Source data

══════════════════════════════

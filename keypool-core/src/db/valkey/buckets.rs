//! Valkey-backed token buckets.

use std::time::Duration;

use async_trait::async_trait;
use redis::aio::ConnectionLike;
use serde::Deserialize;

use super::ValkeyConnectionInfo;
use crate::bucket::{BucketParams, BucketSnapshot, KeyId, millis_to_datetime, milli_to_tokens};
use crate::config::BucketStoreConfig;
use crate::db::{
    BucketPeek, BucketQueries, ConfigureMode, ConsumeReceipt, ConsumeRequest, EvictionReport,
    PeekRequest, ScanPage,
};
use crate::error::{Error, ErrorDetails};

/// Maximum number of buckets read by a single `keypool_peek_v1` call.
/// Larger batches are split and sent as one pipeline.
pub const PEEK_BATCH_SIZE: usize = 100;

/// Naming of bucket keys within the store.
#[derive(Clone, Debug, PartialEq, Eq)]
pub struct BucketKeyspace {
    prefix: String,
    bucket_ttl_s: u64,
}

impl BucketKeyspace {
    pub fn new(prefix: impl Into<String>, bucket_ttl_s: u64) -> Self {
        Self {
            prefix: prefix.into(),
            bucket_ttl_s,
        }
    }

    fn bucket_prefix(&self) -> String {
        format!("{}:bucket:", self.prefix)
    }

    pub fn bucket_key(&self, key_id: KeyId) -> String {
        format!("{}:bucket:{key_id}", self.prefix)
    }

    pub fn lru_key(&self) -> String {
        format!("{}:bucket_lru", self.prefix)
    }

    fn scan_pattern(&self) -> String {
        format!("{}:bucket:*", self.prefix)
    }

    fn parse_key_id(&self, key: &str) -> Option<KeyId> {
        key.strip_prefix(&self.bucket_prefix())?
            .parse::<i64>()
            .ok()
            .map(KeyId)
    }
}

// Important: these types must match the JSON returned by the functions in lua/keypool_buckets.lua.

/// Response from keypool_consume_v1
#[derive(Debug, Deserialize)]
struct ConsumeResponse {
    consumed: bool,
    tokens: f64,
}

/// Response element from keypool_peek_v1, and response from keypool_configure_v1
#[derive(Debug, Deserialize)]
struct BucketResponse {
    exists: bool,
    capacity: f64,
    tokens: f64,
    refill_rate: f64,
    last_refill_ms: f64,
}

impl BucketResponse {
    fn into_snapshot(self, key_id: KeyId) -> BucketSnapshot {
        BucketSnapshot {
            key_id,
            capacity: milli_to_tokens(self.capacity as i64),
            tokens: milli_to_tokens(self.tokens as i64),
            refill_rate: milli_to_tokens(self.refill_rate as i64),
            last_refill_at: millis_to_datetime(self.last_refill_ms as i64),
        }
    }
}

/// Response from keypool_evict_v1
#[derive(Debug, Deserialize)]
struct EvictResponse {
    idle_evicted: u64,
    lru_evicted: u64,
    remaining: u64,
}

fn parse_response<T: for<'de> Deserialize<'de>>(function: &str, raw: &str) -> Result<T, Error> {
    serde_json::from_str(raw).map_err(|e| {
        Error::new(ErrorDetails::ValkeyQuery {
            message: format!("Failed to parse {function} response: {e}"),
        })
    })
}

async fn execute_consume<C: ConnectionLike>(
    conn: &mut C,
    keyspace: &BucketKeyspace,
    request: &ConsumeRequest,
) -> Result<ConsumeReceipt, Error> {
    let result: String = redis::cmd("FCALL")
        .arg("keypool_consume_v1")
        .arg(2) // numkeys
        .arg(keyspace.bucket_key(request.key_id))
        .arg(keyspace.lru_key())
        .arg(request.key_id.0)
        .arg(request.requested_milli)
        .arg(request.params.capacity_milli)
        .arg(request.params.refill_milli_per_sec)
        .arg(keyspace.bucket_ttl_s)
        .query_async(conn)
        .await?;

    let response: ConsumeResponse = parse_response("keypool_consume_v1", &result)?;
    Ok(ConsumeReceipt {
        key_id: request.key_id,
        consumed: response.consumed,
        tokens_remaining: milli_to_tokens(response.tokens as i64),
    })
}

fn peek_command(keyspace: &BucketKeyspace, requests: &[PeekRequest]) -> redis::Cmd {
    // Use FCALL_RO for read-only operations (works with replicas)
    let mut cmd = redis::cmd("FCALL_RO");
    cmd.arg("keypool_peek_v1").arg(requests.len());
    for request in requests {
        cmd.arg(keyspace.bucket_key(request.key_id));
    }
    for request in requests {
        cmd.arg(request.params.capacity_milli)
            .arg(request.params.refill_milli_per_sec);
    }
    cmd
}

fn peek_results(
    requests: &[PeekRequest],
    raw: &str,
) -> Result<impl Iterator<Item = BucketPeek>, Error> {
    let responses: Vec<BucketResponse> = parse_response("keypool_peek_v1", raw)?;
    if responses.len() != requests.len() {
        return Err(Error::new(ErrorDetails::ValkeyQuery {
            message: format!(
                "keypool_peek_v1 returned {} buckets for {} keys",
                responses.len(),
                requests.len()
            ),
        }));
    }
    Ok(requests
        .iter()
        .zip(responses)
        .map(|(request, response)| BucketPeek {
            exists: response.exists,
            snapshot: response.into_snapshot(request.key_id),
        }))
}

async fn execute_peek<C: ConnectionLike>(
    conn: &mut C,
    keyspace: &BucketKeyspace,
    requests: &[PeekRequest],
) -> Result<Vec<BucketPeek>, Error> {
    if requests.is_empty() {
        return Ok(vec![]);
    }

    if requests.len() <= PEEK_BATCH_SIZE {
        let raw: String = peek_command(keyspace, requests).query_async(conn).await?;
        return Ok(peek_results(requests, &raw)?.collect());
    }

    let mut pipe = redis::pipe();
    for chunk in requests.chunks(PEEK_BATCH_SIZE) {
        pipe.add_command(peek_command(keyspace, chunk));
    }
    let raw: Vec<String> = pipe.query_async(conn).await?;

    let mut peeks = Vec::with_capacity(requests.len());
    for (chunk, raw) in requests.chunks(PEEK_BATCH_SIZE).zip(raw.iter()) {
        peeks.extend(peek_results(chunk, raw)?);
    }
    Ok(peeks)
}

async fn execute_configure<C: ConnectionLike>(
    conn: &mut C,
    keyspace: &BucketKeyspace,
    key_id: KeyId,
    params: BucketParams,
    mode: ConfigureMode,
) -> Result<BucketSnapshot, Error> {
    let result: String = redis::cmd("FCALL")
        .arg("keypool_configure_v1")
        .arg(2) // numkeys
        .arg(keyspace.bucket_key(key_id))
        .arg(keyspace.lru_key())
        .arg(key_id.0)
        .arg(mode.as_str())
        .arg(params.capacity_milli)
        .arg(params.refill_milli_per_sec)
        .arg(keyspace.bucket_ttl_s)
        .query_async(conn)
        .await?;

    let response: BucketResponse = parse_response("keypool_configure_v1", &result)?;
    Ok(response.into_snapshot(key_id))
}

async fn execute_delete<C: ConnectionLike>(
    conn: &mut C,
    keyspace: &BucketKeyspace,
    key_ids: &[KeyId],
) -> Result<u64, Error> {
    let mut cmd = redis::cmd("FCALL");
    cmd.arg("keypool_delete_v1")
        .arg(key_ids.len() + 1)
        .arg(keyspace.lru_key());
    for key_id in key_ids {
        cmd.arg(keyspace.bucket_key(*key_id));
    }
    for key_id in key_ids {
        cmd.arg(key_id.0);
    }
    let deleted: u64 = cmd.query_async(conn).await?;
    Ok(deleted)
}

async fn execute_evict<C: ConnectionLike>(
    conn: &mut C,
    keyspace: &BucketKeyspace,
    idle_ttl: Duration,
    max_buckets: u64,
) -> Result<EvictionReport, Error> {
    let result: String = redis::cmd("FCALL")
        .arg("keypool_evict_v1")
        .arg(1) // numkeys
        .arg(keyspace.lru_key())
        .arg(keyspace.bucket_prefix())
        .arg(idle_ttl.as_millis() as u64)
        .arg(max_buckets)
        .query_async(conn)
        .await?;

    let response: EvictResponse = parse_response("keypool_evict_v1", &result)?;
    Ok(EvictionReport {
        idle_evicted: response.idle_evicted,
        lru_evicted: response.lru_evicted,
        remaining: response.remaining,
    })
}

/// Returns the next cursor and the key ids found on this page.
async fn execute_scan_keys<C: ConnectionLike>(
    conn: &mut C,
    keyspace: &BucketKeyspace,
    cursor: u64,
    count: usize,
) -> Result<(u64, Vec<KeyId>), Error> {
    let (next, keys): (u64, Vec<String>) = redis::cmd("SCAN")
        .arg(cursor)
        .arg("MATCH")
        .arg(keyspace.scan_pattern())
        .arg("COUNT")
        .arg(count)
        .query_async(conn)
        .await?;

    let mut key_ids: Vec<KeyId> = keys
        .iter()
        .filter_map(|key| keyspace.parse_key_id(key))
        .collect();
    // SCAN may return a key more than once across pages
    key_ids.dedup();
    Ok((next, key_ids))
}

async fn execute_count<C: ConnectionLike>(
    conn: &mut C,
    keyspace: &BucketKeyspace,
) -> Result<u64, Error> {
    let count: u64 = redis::cmd("ZCARD")
        .arg(keyspace.lru_key())
        .query_async(conn)
        .await?;
    Ok(count)
}

/// Bucket store backed by the `keypool` function library.
#[derive(Clone, Debug)]
pub struct ValkeyBucketStore {
    connection_info: ValkeyConnectionInfo,
    keyspace: BucketKeyspace,
}

impl ValkeyBucketStore {
    pub fn new(connection_info: ValkeyConnectionInfo, config: &BucketStoreConfig) -> Self {
        Self {
            connection_info,
            keyspace: BucketKeyspace::new(config.key_prefix.clone(), config.bucket_ttl_s),
        }
    }

    pub fn connection_info(&self) -> &ValkeyConnectionInfo {
        &self.connection_info
    }

    fn connection(&self) -> Result<redis::aio::ConnectionManager, Error> {
        let connection = self.connection_info.get_connection().ok_or_else(|| {
            Error::new(ErrorDetails::ValkeyConnection {
                message: "Valkey connection is disabled".to_string(),
            })
        })?;
        Ok(connection.clone())
    }
}

#[async_trait]
impl BucketQueries for ValkeyBucketStore {
    async fn consume(&self, request: ConsumeRequest) -> Result<ConsumeReceipt, Error> {
        let mut conn = self.connection()?;
        execute_consume(&mut conn, &self.keyspace, &request).await
    }

    async fn peek(&self, requests: &[PeekRequest]) -> Result<Vec<BucketPeek>, Error> {
        if requests.is_empty() {
            return Ok(vec![]);
        }
        let mut conn = self.connection()?;
        execute_peek(&mut conn, &self.keyspace, requests).await
    }

    async fn configure(
        &self,
        key_id: KeyId,
        params: BucketParams,
        mode: ConfigureMode,
    ) -> Result<BucketSnapshot, Error> {
        let mut conn = self.connection()?;
        execute_configure(&mut conn, &self.keyspace, key_id, params, mode).await
    }

    async fn delete(&self, key_ids: &[KeyId]) -> Result<u64, Error> {
        if key_ids.is_empty() {
            return Ok(0);
        }
        let mut conn = self.connection()?;
        execute_delete(&mut conn, &self.keyspace, key_ids).await
    }

    async fn evict(&self, idle_ttl: Duration, max_buckets: u64) -> Result<EvictionReport, Error> {
        let mut conn = self.connection()?;
        execute_evict(&mut conn, &self.keyspace, idle_ttl, max_buckets).await
    }

    async fn scan(&self, cursor: u64, count: usize) -> Result<ScanPage, Error> {
        let mut conn = self.connection()?;
        let (next, key_ids) = execute_scan_keys(&mut conn, &self.keyspace, cursor, count).await?;
        // Zero params: buckets that expired between SCAN and the read report `exists = false`
        let requests: Vec<PeekRequest> = key_ids
            .into_iter()
            .map(|key_id| PeekRequest {
                key_id,
                params: BucketParams {
                    capacity_milli: 0,
                    refill_milli_per_sec: 0,
                },
            })
            .collect();
        let snapshots = execute_peek(&mut conn, &self.keyspace, &requests)
            .await?
            .into_iter()
            .filter(|peek| peek.exists)
            .map(|peek| peek.snapshot)
            .collect();
        Ok(ScanPage {
            cursor: next,
            snapshots,
        })
    }

    async fn count(&self) -> Result<u64, Error> {
        let mut conn = self.connection()?;
        execute_count(&mut conn, &self.keyspace).await
    }
}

══════════════════════════════

WHAT THE TASK ASKS:
Beginning at the first line above, repeat exactly until the line containing "fn bucket_prefix(&self) ->", which is included.

SOLVED PROBLEM:
filename keypool-core/src/db/valkey/buckets.rs
//! Valkey-backed token buckets.

use std::time::Duration;

use async_trait::async_trait;
use redis::aio::ConnectionLike;
use serde::Deserialize;

use super::ValkeyConnectionInfo;
use crate::bucket::{BucketParams, BucketSnapshot, KeyId, millis_to_datetime, milli_to_tokens};
use crate::config::BucketStoreConfig;
use crate::db::{
    BucketPeek, BucketQueries, ConfigureMode, ConsumeReceipt, ConsumeRequest, EvictionReport,
    PeekRequest, ScanPage,
};
use crate::error::{Error, ErrorDetails};

/// Maximum number of buckets read by a single `keypool_peek_v1` call.
/// Larger batches are split and sent as one pipeline.
pub const PEEK_BATCH_SIZE: usize = 100;

/// Naming of bucket keys within the store.
#[derive(Clone, Debug, PartialEq, Eq)]
pub struct BucketKeyspace {
    prefix: String,
    bucket_ttl_s: u64,
}

impl BucketKeyspace {
    pub fn new(prefix: impl Into<String>, bucket_ttl_s: u64) -> Self {
        Self {
            prefix: prefix.into(),
            bucket_ttl_s,
        }
    }

    fn bucket_prefix(&self) -> String {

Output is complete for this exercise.